After all appeals were exhausted, Bruno Richard Hauptmann steadfastly maintained his complete innocence.
…
So did Bruno Richard Hauptmann do it?
I think he did something. (170; 181)
What Isidor Fisch knew, why Violet Sharp preferred taking her own life to admitting romantic indiscretions tangential to the investigation, how big a cog Hauptmann was in a larger machine and why he refused to admit any wrongdoing even to spare his life…we’ll never really know, and something about those blank spots in the sepia-toned record of the case is fascinating to me.
It’s also interesting, in what we might call the Firehose Age of prestige re-examinations of major cases, that we haven’t seen an HBO or a Netflix tackle that case — or even a Lifetime twist like we saw with Lizzie Borden. The ranking property as far as I can tell is 1976’s The Lindbergh Kidnapping, which I chased down on YouTube
and wrote up for Previously.TV years ago — and with Anthony Hopkins playing Hauptmann and a deep bench of Hey, It’s That Guy!s rounding out the cast, that’s not un-prestigious, but Hauptmann’s trial really was the trial of the century. Where’s the eight-part meditation on Depression-era investigations and the corrosive effects of fame? Where’s the Rashomon-esque docudrama from the POV of the household staff, John Condon, and Anne Morrow? (HBO did do a Crime of the Century feature docudrama back in the 1990s, starring Stephen Rea as Hauptmann, and I could swear I reviewed that too at some point, but I’m damned if I can find it in the archives. In any event, that sort of project doesn’t quite qualify. It is, however, also on YouTube.)
I suspect that, if “turnaround” were a physical place, we’d find dozens of projects on the case stashed there, named things like Eaglet: A History and shelved when development execs stumbled over the third rail that is Lindbergh Sr.’s outré personal life and deeply racist beliefs…or the dank puddle of crackpottery that humidifies so many theories about what really happened, and the second thing is often fed by the first, like the Rutgers historian positing that Lindbergh arranged the kidnapping himself and getting a talking-head spot on Nova to promote the idea. I wouldn’t especially want to wade into the many problematic aspects of Lindbergh Sr. either, but I do think there’s a way to approach the case and the Hydra of stories springing from its neck without having to look too long or squarely at that part of it. (Conversely, you could do a documentary feature or podcast series on only that part of it, one which indicts it as facilitating hate crimes.)

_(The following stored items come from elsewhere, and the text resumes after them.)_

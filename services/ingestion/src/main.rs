// ingestion: Raw-signal intake — HTTP gateway plus raw-stream worker.

use std::sync::Arc;
use std::time::Duration;
use tracing::{error, info};

use ingestion::config::IngestionConfig;
use ingestion::http;
use ingestion::service::IngestionService;
use ingestion::worker::RawSignalHandler;
use sr_bus::RedisStreamBus;
use sr_retry::RetryPolicy;
use sr_state::RedisStateStore;
use sr_types::streams;
use sr_worker::{StreamWorker, WorkerConfig};

#[tokio::main]
async fn main() {
    tracing_subscriber::fmt()
        .with_env_filter(
            tracing_subscriber::EnvFilter::try_from_default_env()
                .unwrap_or_else(|_| tracing_subscriber::EnvFilter::new("info")),
        )
        .init();

    info!(version = env!("CARGO_PKG_VERSION"), "ingestion starting");
    let cfg = IngestionConfig::from_env();

    let bus = match RedisStreamBus::connect_with_max_len(&cfg.redis_url, cfg.stream_max_len).await
    {
        Ok(bus) => Arc::new(bus),
        Err(e) => {
            eprintln!("FATAL: cannot reach stream store: {}", e);
            std::process::exit(1);
        }
    };
    let state = match RedisStateStore::connect_with_dedup_ttl(
        &cfg.redis_url,
        Duration::from_secs(cfg.dedup_ttl_seconds),
    )
    .await
    {
        Ok(state) => Arc::new(state),
        Err(e) => {
            eprintln!("FATAL: cannot reach state store: {}", e);
            std::process::exit(1);
        }
    };

    let service = Arc::new(IngestionService::new(
        Vec::new(),
        bus.clone(),
        state.clone(),
        RetryPolicy::new(
            cfg.max_publish_attempts,
            Duration::from_millis(cfg.publish_retry_base_delay_ms),
        ),
    ));

    // Gateway, on its own connection: the worker's blocking reads must
    // not stall gateway publishes.
    let gateway_bus =
        match RedisStreamBus::connect_with_max_len(&cfg.redis_url, cfg.stream_max_len).await {
            Ok(bus) => Arc::new(bus),
            Err(e) => {
                eprintln!("FATAL: cannot reach stream store: {}", e);
                std::process::exit(1);
            }
        };
    let router = http::build_router(
        gateway_bus,
        cfg.gateway_auth_token.clone(),
        cfg.gateway_max_concurrency,
        cfg.gateway_max_queue_size,
        cfg.max_request_bytes,
    );
    if let Err(e) = http::serve(router, &cfg.gateway_bind).await {
        eprintln!("FATAL: cannot bind gateway on {}: {}", cfg.gateway_bind, e);
        std::process::exit(1);
    }

    // Raw-signals worker.
    let mut worker_cfg = WorkerConfig::new(
        streams::RAW_INPUT_SIGNALS,
        cfg.consumer_group.clone(),
        "ingestion",
    );
    if let Some(consumer) = cfg.consumer_name.clone() {
        worker_cfg.consumer = consumer;
    }
    worker_cfg.batch_size = cfg.consumer_batch_size;
    worker_cfg.block = Duration::from_millis(cfg.consumer_block_ms);
    worker_cfg.max_deliveries = cfg.max_deliveries;
    worker_cfg.retry_key_ttl = Duration::from_secs(cfg.retry_key_ttl_seconds);

    let worker = Arc::new(StreamWorker::new(
        bus.clone(),
        state.clone(),
        Arc::new(RawSignalHandler::new(service)),
        worker_cfg,
    ));
    if let Err(e) = worker.init().await {
        eprintln!("FATAL: cannot create consumer group: {}", e);
        std::process::exit(1);
    }

    let runner = worker.clone();
    let worker_task = tokio::spawn(async move {
        if let Err(e) = runner.start().await {
            error!(error = %e, "worker exited with error");
        }
    });

    match tokio::signal::ctrl_c().await {
        Ok(()) => info!("shutdown signal received"),
        Err(e) => error!(error = %e, "signal handler failed"),
    }
    worker.stop();
    let _ = worker_task.await;
    info!("ingestion stopped");
}
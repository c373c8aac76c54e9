//! Classification LLM adapter HTTP service.
//!
//! The bounded-concurrency front for the upstream model: every request is
//! parsed and validated first, then admitted through the queue, then sent
//! upstream with the retry policy.
//!
//! # Responses
//! - `GET /health` — 200 `{status, service, upstream_base_url, metrics}`
//! - `POST /classify` — 200 `{structured_risk}`; 400 invalid body or
//!   missing `signal.event_id`; 503 `{error: "QUEUE_FULL"}`; 502
//!   `{error: "UPSTREAM_CLASSIFICATION_FAILED"}`.

use axum::extract::State;
use axum::http::StatusCode;
use axum::response::{IntoResponse, Response};
use axum::routing::{get, post};
use axum::{Json, Router};
use serde_json::{json, Value};
use std::net::SocketAddr;
use std::sync::Arc;
use tracing::{error, info, warn};

use crate::llm::LlmClient;
use sr_gateway::{BoundedQueue, GatewayMetrics, QueueConfig};
use sr_types::{Signal, StructuredRisk};

#[derive(Clone)]
pub struct AdapterState {
    client: Arc<LlmClient>,
    queue: BoundedQueue,
    metrics: Arc<GatewayMetrics>,
}

pub fn build_router(
    client: Arc<LlmClient>,
    max_concurrency: usize,
    max_queue_size: usize,
) -> Router {
    let metrics = Arc::new(GatewayMetrics::default());
    let queue = BoundedQueue::new(
        QueueConfig {
            max_concurrency,
            max_queue_size,
        },
        metrics.clone(),
    );
    let state = AdapterState {
        client,
        queue,
        metrics,
    };
    Router::new()
        .route("/health", get(health))
        .route("/classify", post(classify))
        .fallback(not_found)
        .with_state(state)
}

pub async fn serve(router: Router, bind: &str) -> std::io::Result<SocketAddr> {
    let listener = tokio::net::TcpListener::bind(bind).await?;
    let addr = listener.local_addr()?;
    info!(addr = %addr, "classification adapter listening");
    tokio::spawn(async move {
        if let Err(e) = axum::serve(listener, router).await {
            error!(error = %e, "classification adapter server error");
        }
    });
    Ok(addr)
}

async fn not_found() -> Response {
    (
        StatusCode::NOT_FOUND,
        Json(json!({"error": "NOT_FOUND"})),
    )
        .into_response()
}

async fn health(State(state): State<AdapterState>) -> Response {
    (
        StatusCode::OK,
        Json(json!({
            "status": "ok",
            "service": "classification-adapter",
            "upstream_base_url": state.client.base_url(),
            "metrics": state.metrics.snapshot(),
        })),
    )
        .into_response()
}

async fn classify(
    State(state): State<AdapterState>,
    body: Result<Json<Value>, axum::extract::rejection::JsonRejection>,
) -> Response {
    state.metrics.record_request();

    // Admission: parse and validate before taking a queue slot.
    let Ok(Json(body)) = body else {
        state.metrics.record_failure();
        return (
            StatusCode::BAD_REQUEST,
            Json(json!({"error": "INVALID_REQUEST_BODY"})),
        )
            .into_response();
    };
    let Some(raw_signal) = body.get("signal") else {
        state.metrics.record_failure();
        return (
            StatusCode::BAD_REQUEST,
            Json(json!({"error": "INVALID_REQUEST_BODY", "message": "missing signal"})),
        )
            .into_response();
    };
    if raw_signal
        .get("event_id")
        .and_then(Value::as_str)
        .map_or(true, str::is_empty)
    {
        state.metrics.record_failure();
        return (
            StatusCode::BAD_REQUEST,
            Json(json!({"error": "INVALID_REQUEST_BODY", "message": "missing signal.event_id"})),
        )
            .into_response();
    }
    let signal = match Signal::normalize(raw_signal) {
        Ok(signal) => signal,
        Err(e) => {
            state.metrics.record_failure();
            return (
                StatusCode::BAD_REQUEST,
                Json(json!({"error": "INVALID_REQUEST_BODY", "message": e.to_string()})),
            )
                .into_response();
        }
    };
    let model = body.get("model").and_then(Value::as_str);
    let instructions = body.get("instructions").and_then(Value::as_str);

    let _permit = match state.queue.admit().await {
        Ok(permit) => permit,
        Err(_) => {
            state.metrics.record_failure();
            return (
                StatusCode::SERVICE_UNAVAILABLE,
                Json(json!({"error": "QUEUE_FULL"})),
            )
                .into_response();
        }
    };

    let draft = match state.client.classify_draft(&signal, model, instructions).await {
        Ok(draft) => draft,
        Err(e) => {
            warn!(event_id = %signal.event_id, error = %e, "upstream classification failed");
            state.metrics.record_failure();
            return (
                StatusCode::BAD_GATEWAY,
                Json(json!({"error": "UPSTREAM_CLASSIFICATION_FAILED"})),
            )
                .into_response();
        }
    };

    match StructuredRisk::from_draft(&signal.event_id, &draft) {
        Ok(risk) => (StatusCode::OK, Json(json!({"structured_risk": risk}))).into_response(),
        Err(e) => {
            warn!(event_id = %signal.event_id, error = %e, "draft did not resolve");
            state.metrics.record_failure();
            (
                StatusCode::BAD_GATEWAY,
                Json(json!({"error": "UPSTREAM_CLASSIFICATION_FAILED"})),
            )
                .into_response()
        }
    }
}
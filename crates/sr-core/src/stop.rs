//! Cooperative cancellation for worker and runner loops.
//!
//! A `StopSource` is held by whoever owns the lifecycle (main, a test, a
//! supervisor task); `StopToken` clones are handed to loops, which poll
//! `is_stopped` at every suspension point or `select!` on `stopped()`.
//!
//! Stopping is one-way and idempotent: once signalled, every token observes
//! it and no token can un-stop the source.

use tokio::sync::watch;

/// The owning side of a stop signal.
pub struct StopSource {
    tx: watch::Sender<bool>,
}

/// A cheaply clonable handle observing a stop signal.
#[derive(Debug, Clone)]
pub struct StopToken {
    rx: watch::Receiver<bool>,
}

impl StopSource {
    pub fn new() -> Self {
        let (tx, _rx) = watch::channel(false);
        StopSource { tx }
    }

    /// Create a token observing this source.
    pub fn token(&self) -> StopToken {
        StopToken {
            rx: self.tx.subscribe(),
        }
    }

    /// Signal stop. Idempotent; all outstanding tokens observe it.
    pub fn stop(&self) {
        // send_replace never fails even with zero receivers.
        self.tx.send_replace(true);
    }
}

impl Default for StopSource {
    fn default() -> Self {
        Self::new()
    }
}

impl StopToken {
    /// Non-blocking check used inside tight loops.
    pub fn is_stopped(&self) -> bool {
        *self.rx.borrow()
    }

    /// Resolve when stop is signalled. If the source is dropped without
    /// signalling, this also resolves (an orphaned loop must not run forever).
    pub async fn stopped(&self) {
        let mut rx = self.rx.clone();
        while !*rx.borrow_and_update() {
            if rx.changed().await.is_err() {
                return;
            }
        }
    }

    /// A token that never signals stop; for tests and fire-and-forget tools.
    pub fn never() -> StopToken {
        let (tx, rx) = watch::channel(false);
        // Leak the sender so the channel stays open for the process lifetime.
        std::mem::forget(tx);
        StopToken { rx }
    }
}
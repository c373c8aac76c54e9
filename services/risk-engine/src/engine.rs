//! Risk scoring.

use sr_core::now_rfc3339;
use sr_types::{ClassifiedEvent, RiskEvaluation, SeverityLevel};

/// The evaluation seam the worker composes over.
pub trait RiskEvaluator: Send + Sync {
    fn evaluate(&self, event: &ClassifiedEvent) -> RiskEvaluation;
}

/// Default scorer: severity weight scaled by a confidence blend.
///
/// `score = severity_weight × (0.6 × classification_confidence
///                             + 0.4 × signal_confidence)`,
/// with a small uplift for long-running events, clamped into [0, 1].
pub struct WeightedEvaluator;

impl WeightedEvaluator {
    pub fn new() -> WeightedEvaluator {
        WeightedEvaluator
    }

    fn band(score: f64) -> SeverityLevel {
        if score >= 0.75 {
            SeverityLevel::Critical
        } else if score >= 0.5 {
            SeverityLevel::High
        } else if score >= 0.25 {
            SeverityLevel::Medium
        } else {
            SeverityLevel::Low
        }
    }
}

impl Default for WeightedEvaluator {
    fn default() -> Self {
        Self::new()
    }
}

impl RiskEvaluator for WeightedEvaluator {
    fn evaluate(&self, event: &ClassifiedEvent) -> RiskEvaluation {
        let risk = &event.structured_risk;
        let confidence_blend =
            0.6 * risk.classification_confidence + 0.4 * event.signal.signal_confidence;
        // Events expected to outlast three days weigh a little heavier.
        let duration_uplift = if risk.expected_duration_hours > 72.0 {
            1.1
        } else {
            1.0
        };
        let score =
            (risk.severity_level.weight() * confidence_blend * duration_uplift).clamp(0.0, 1.0);

        RiskEvaluation {
            event_id: event.event_id.clone(),
            risk_score: score,
            risk_level: Self::band(score),
            event_type: risk.event_type.clone(),
            impact_region: risk.impact_region.clone(),
            expected_duration_hours: risk.expected_duration_hours,
            evaluated_at_utc: now_rfc3339(),
        }
    }
}
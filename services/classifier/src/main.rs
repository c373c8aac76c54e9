// classifier: Classification worker plus the LLM adapter HTTP service.

use std::sync::Arc;
use std::time::Duration;
use tracing::{error, info};

use classifier::adapter;
use classifier::config::{ClassifierConfig, ClassifierMode};
use classifier::llm::{LlmClient, LlmClientConfig};
use classifier::rules::RuleBasedClassifier;
use classifier::worker::{ClassificationHandler, Classifier};
use classifier::LlmClassifier;
use sr_bus::RedisStreamBus;
use sr_state::RedisStateStore;
use sr_types::streams;
use sr_worker::{StreamWorker, WorkerConfig};

#[tokio::main]
async fn main() {
    tracing_subscriber::fmt()
        .with_env_filter(
            tracing_subscriber::EnvFilter::try_from_default_env()
                .unwrap_or_else(|_| tracing_subscriber::EnvFilter::new("info")),
        )
        .init();

    info!(version = env!("CARGO_PKG_VERSION"), "classifier starting");
    let cfg = match ClassifierConfig::from_env() {
        Ok(cfg) => cfg,
        Err(e) => {
            eprintln!("FATAL: {}", e);
            std::process::exit(1);
        }
    };

    let bus = match RedisStreamBus::connect(&cfg.redis_url).await {
        Ok(bus) => Arc::new(bus),
        Err(e) => {
            eprintln!("FATAL: cannot reach stream store: {}", e);
            std::process::exit(1);
        }
    };
    let state = match RedisStateStore::connect(&cfg.redis_url).await {
        Ok(state) => Arc::new(state),
        Err(e) => {
            eprintln!("FATAL: cannot reach state store: {}", e);
            std::process::exit(1);
        }
    };

    let rules = Arc::new(RuleBasedClassifier::new());
    let (primary, fallback): (Arc<dyn Classifier>, Option<Arc<dyn Classifier>>) = match cfg.mode {
        ClassifierMode::RuleBased => (rules.clone(), None),
        ClassifierMode::Llm => {
            // from_env already guarantees the endpoint in LLM mode.
            let endpoint = cfg.llm_endpoint.clone().unwrap_or_default();
            let client = match LlmClient::new(LlmClientConfig {
                base_url: endpoint,
                api_key: cfg.llm_api_key.clone(),
                model: cfg.llm_model.clone(),
                timeout: Duration::from_millis(cfg.llm_timeout_ms),
                max_attempts: cfg.llm_max_retries + 1,
                retry_base_delay: Duration::from_millis(cfg.llm_retry_base_delay_ms),
            }) {
                Ok(client) => Arc::new(client),
                Err(e) => {
                    eprintln!("FATAL: cannot build LLM client: {}", e);
                    std::process::exit(1);
                }
            };

            // The adapter HTTP surface only exists in LLM mode.
            let router = adapter::build_router(
                client.clone(),
                cfg.llm_max_concurrency,
                cfg.llm_max_queue_size,
            );
            if let Err(e) = adapter::serve(router, &cfg.adapter_bind).await {
                eprintln!("FATAL: cannot bind adapter on {}: {}", cfg.adapter_bind, e);
                std::process::exit(1);
            }

            (
                Arc::new(LlmClassifier::new(client)) as Arc<dyn Classifier>,
                Some(rules.clone() as Arc<dyn Classifier>),
            )
        }
    };

    let handler = Arc::new(ClassificationHandler::new(
        primary,
        fallback,
        bus.clone(),
        cfg.confidence_threshold,
    ));

    let mut worker_cfg = WorkerConfig::new(
        streams::EXTERNAL_SIGNALS,
        cfg.consumer_group.clone(),
        "classification",
    );
    if let Some(consumer) = cfg.consumer_name.clone() {
        worker_cfg.consumer = consumer;
    }
    worker_cfg.batch_size = cfg.consumer_batch_size;
    worker_cfg.block = Duration::from_millis(cfg.consumer_block_ms);
    worker_cfg.max_deliveries = cfg.max_deliveries;
    worker_cfg.retry_key_ttl = Duration::from_secs(cfg.retry_key_ttl_seconds);

    let worker = Arc::new(StreamWorker::new(bus, state, handler, worker_cfg));
    if let Err(e) = worker.init().await {
        eprintln!("FATAL: cannot create consumer group: {}", e);
        std::process::exit(1);
    }

    let runner = worker.clone();
    let worker_task = tokio::spawn(async move {
        if let Err(e) = runner.start().await {
            error!(error = %e, "worker exited with error");
        }
    });

    match tokio::signal::ctrl_c().await {
        Ok(()) => info!("shutdown signal received"),
        Err(e) => error!(error = %e, "signal handler failed"),
    }
    worker.stop();
    let _ = worker_task.await;
    info!("classifier stopped");
}
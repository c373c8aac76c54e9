//! Bearer-token request authentication.

/// Check an `Authorization` header against an optionally-configured token.
///
/// With no token configured, every request passes. With one configured,
/// the header must be exactly `Bearer <token>`.
pub fn bearer_token_matches(expected: Option<&str>, header: Option<&str>) -> bool {
    let Some(expected) = expected else {
        return true;
    };
    let Some(header) = header else {
        return false;
    };
    match header.strip_prefix("Bearer ") {
        Some(presented) => presented == expected,
        None => false,
    }
}
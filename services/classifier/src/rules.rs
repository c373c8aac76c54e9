//! Keyword-rule classifier.
//!
//! The rule table is deliberately shallow: first matching keyword wins,
//! severity and duration come from the table, confidence blends the match
//! with the signal's own confidence. It exists as the default mode and as
//! the fallback when an LLM classification comes back under the
//! confidence threshold.

use async_trait::async_trait;

use crate::worker::{Classifier, ClassifyError};
use sr_types::{SeverityLevel, Signal, StructuredRisk};

pub const RULES_MODEL_VERSION: &str = "rules-v1";

/// (keywords, event type, severity, expected duration hours)
const RULES: &[(&[&str], &str, SeverityLevel, f64)] = &[
    (
        &["hurricane", "typhoon", "cyclone"],
        "SEVERE_WEATHER",
        SeverityLevel::Critical,
        96.0,
    ),
    (
        &["storm", "flood", "blizzard", "wildfire"],
        "SEVERE_WEATHER",
        SeverityLevel::High,
        48.0,
    ),
    (
        &["earthquake", "tsunami"],
        "NATURAL_DISASTER",
        SeverityLevel::Critical,
        168.0,
    ),
    (
        &["port clos", "port congestion", "berth"],
        "PORT_CLOSURE",
        SeverityLevel::High,
        72.0,
    ),
    (
        &["strike", "labor action", "walkout", "union"],
        "LABOR_ACTION",
        SeverityLevel::High,
        72.0,
    ),
    (
        &["ransomware", "cyberattack", "cyber attack", "data breach"],
        "CYBER_INCIDENT",
        SeverityLevel::High,
        96.0,
    ),
    (
        &["road closure", "highway", "traffic", "derail"],
        "TRANSPORT_DISRUPTION",
        SeverityLevel::Medium,
        12.0,
    ),
    (
        &["fire", "explosion"],
        "FACILITY_INCIDENT",
        SeverityLevel::High,
        48.0,
    ),
    (
        &["shortage", "recall", "bankrupt"],
        "SUPPLIER_DISRUPTION",
        SeverityLevel::Medium,
        120.0,
    ),
];

/// Classifier driven by the keyword table above.
pub struct RuleBasedClassifier;

impl RuleBasedClassifier {
    pub fn new() -> RuleBasedClassifier {
        RuleBasedClassifier
    }

    fn matching_rule(content: &str) -> Option<&'static (&'static [&'static str], &'static str, SeverityLevel, f64)> {
        let lowered = content.to_lowercase();
        RULES
            .iter()
            .find(|(keywords, _, _, _)| keywords.iter().any(|k| lowered.contains(k)))
    }
}

impl Default for RuleBasedClassifier {
    fn default() -> Self {
        Self::new()
    }
}

#[async_trait]
impl Classifier for RuleBasedClassifier {
    async fn classify(&self, signal: &Signal) -> Result<StructuredRisk, ClassifyError> {
        let (event_type, severity, duration, matched) =
            match Self::matching_rule(&signal.raw_content) {
                Some((_, event_type, severity, duration)) => {
                    (*event_type, *severity, *duration, true)
                }
                None => ("GENERAL_DISRUPTION", SeverityLevel::Low, 24.0, false),
            };

        // A keyword hit is worth more than a miss; the signal's own
        // confidence scales both.
        let base = if matched { 0.75 } else { 0.35 };
        let confidence = (base * (0.5 + signal.signal_confidence / 2.0)).clamp(0.0, 1.0);

        Ok(StructuredRisk {
            event_id: signal.event_id.clone(),
            event_type: event_type.to_owned(),
            severity_level: severity,
            impact_region: signal.geographic_scope.clone(),
            expected_duration_hours: duration,
            classification_confidence: confidence,
            model_version: RULES_MODEL_VERSION.to_owned(),
        })
    }
}
//! Stable content hashing for synthesized event ids.

use sha2::{Digest, Sha256};

/// Hash an ordered list of fields into a stable hex id.
///
/// Fields are joined with a 0x1f separator so `("ab", "c")` and
/// `("a", "bc")` never collide. The result is the first 32 hex chars of
/// SHA-256 — long enough to be collision-safe at pipeline volumes, short
/// enough to read in logs.
pub fn stable_content_hash(fields: &[&str]) -> String {
    let mut hasher = Sha256::new();
    for (i, field) in fields.iter().enumerate() {
        if i > 0 {
            hasher.update([0x1f]);
        }
        hasher.update(field.as_bytes());
    }
    let digest = hasher.finalize();
    hex::encode(&digest[..16])
}

#[cfg(test)]
mod tests {
    use super::*;

    #[test]
    fn same_fields_same_hash() {
        let a = stable_content_hash(&["ref-1", "content", "2026-02-23T10:00:00Z"]);
        let b = stable_content_hash(&["ref-1", "content", "2026-02-23T10:00:00Z"]);
        assert_eq!(a, b);
        assert_eq!(a.len(), 32);
    }

    #[test]
    fn field_boundaries_matter() {
        let a = stable_content_hash(&["ab", "c"]);
        let b = stable_content_hash(&["a", "bc"]);
        assert_ne!(a, b);
    }

    #[test]
    fn different_content_different_hash() {
        let a = stable_content_hash(&["ref", "x", "t"]);
        let b = stable_content_hash(&["ref", "y", "t"]);
        assert_ne!(a, b);
    }
}
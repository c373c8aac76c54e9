//! Signal sources polled by the ingestion cycle.

use async_trait::async_trait;
use serde_json::Value;
use std::sync::Mutex;

/// Failure polling a source. Sources are isolated: one failing source
/// never stops the others in the same cycle.
#[derive(Debug, thiserror::Error)]
#[error("{message}")]
pub struct SourceError {
    pub message: String,
}

impl SourceError {
    pub fn new(message: impl Into<String>) -> SourceError {
        SourceError {
            message: message.into(),
        }
    }
}

/// An in-process producer of raw signals.
#[async_trait]
pub trait SignalSource: Send + Sync {
    fn name(&self) -> &str;

    async fn poll(&self) -> Result<Vec<Value>, SourceError>;
}

/// A source over a fixed list, drained on first poll. Used by tests and
/// one-shot backfills.
pub struct StaticSource {
    name: String,
    events: Mutex<Vec<Value>>,
}

impl StaticSource {
    pub fn new(name: impl Into<String>, events: Vec<Value>) -> StaticSource {
        StaticSource {
            name: name.into(),
            events: Mutex::new(events),
        }
    }
}

#[async_trait]
impl SignalSource for StaticSource {
    fn name(&self) -> &str {
        &self.name
    }

    async fn poll(&self) -> Result<Vec<Value>, SourceError> {
        let mut events = self
            .events
            .lock()
            .unwrap_or_else(std::sync::PoisonError::into_inner);
        Ok(std::mem::take(&mut *events))
    }
}
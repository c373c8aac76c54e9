// sr-connector: Polling connector framework.
//
// A connector periodically fetches items from a provider, skips items
// whose change-detector version is unchanged, transforms the rest into raw
// signals, and publishes them to its output stream. Cursor state persists
// across restarts; a distributed single-writer lease keeps one instance
// polling per connector name; per-poll metrics feed the health surface.

pub mod config;
pub mod factory;
pub mod poll;
pub mod provider;
pub mod runner;

pub use config::{ConnectorConfig, ConnectorRetryConfig, RegistryError};
pub use factory::{ConnectorContext, ConnectorFactory};
pub use poll::{Connector, PollSummary, PollingConnector};
pub use provider::{default_item_key, SignalProvider};
pub use runner::ConnectorRunner;

/// Connector-layer failure.
#[derive(Debug, thiserror::Error)]
pub enum ConnectorError {
    #[error("fetch error: {0}")]
    Fetch(String),
    #[error("transform error: {0}")]
    Transform(String),
    #[error("configuration error: {0}")]
    Config(String),
    #[error(transparent)]
    State(#[from] sr_state::StateError),
    #[error(transparent)]
    Bus(#[from] sr_bus::BusError),
}
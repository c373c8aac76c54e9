// mitigation: Turns risk evaluations into mitigation plans.

pub mod planner;
pub mod worker;

pub use planner::{MitigationPlanner, TemplatePlanner};
pub use worker::PlanHandler;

But it continues not to happen, possibly because production-designing a scripted take on the case is a pricey prospect. In the meantime, I reviewed other case materials from Mark Falzini here and here, and you can spend the weekend marveling at the casting of CotC (Michael “Ben Stone” Moriarty as Governor Hoffman!). — SDB
Speaking of pricey production design, I watched the first episode of Candy yesterday, and man did the costuming and set design bring me back. Combined with the runner of the Gores’ cranky baby, I was transported back to fussy summer mornings in my own house, my mother whipping on a wrap skirt and bustling in to get my brother out of his crib, me clambering into camp shorts and an iron-on tee and already feeling sweaty. It’s very evocative. It’s also quite pleased with itself (like, yes, we get it, that’s a legit old-school heavy vacuum cleaner) but if you lived through a suburban summer back then, Candy will take you back there.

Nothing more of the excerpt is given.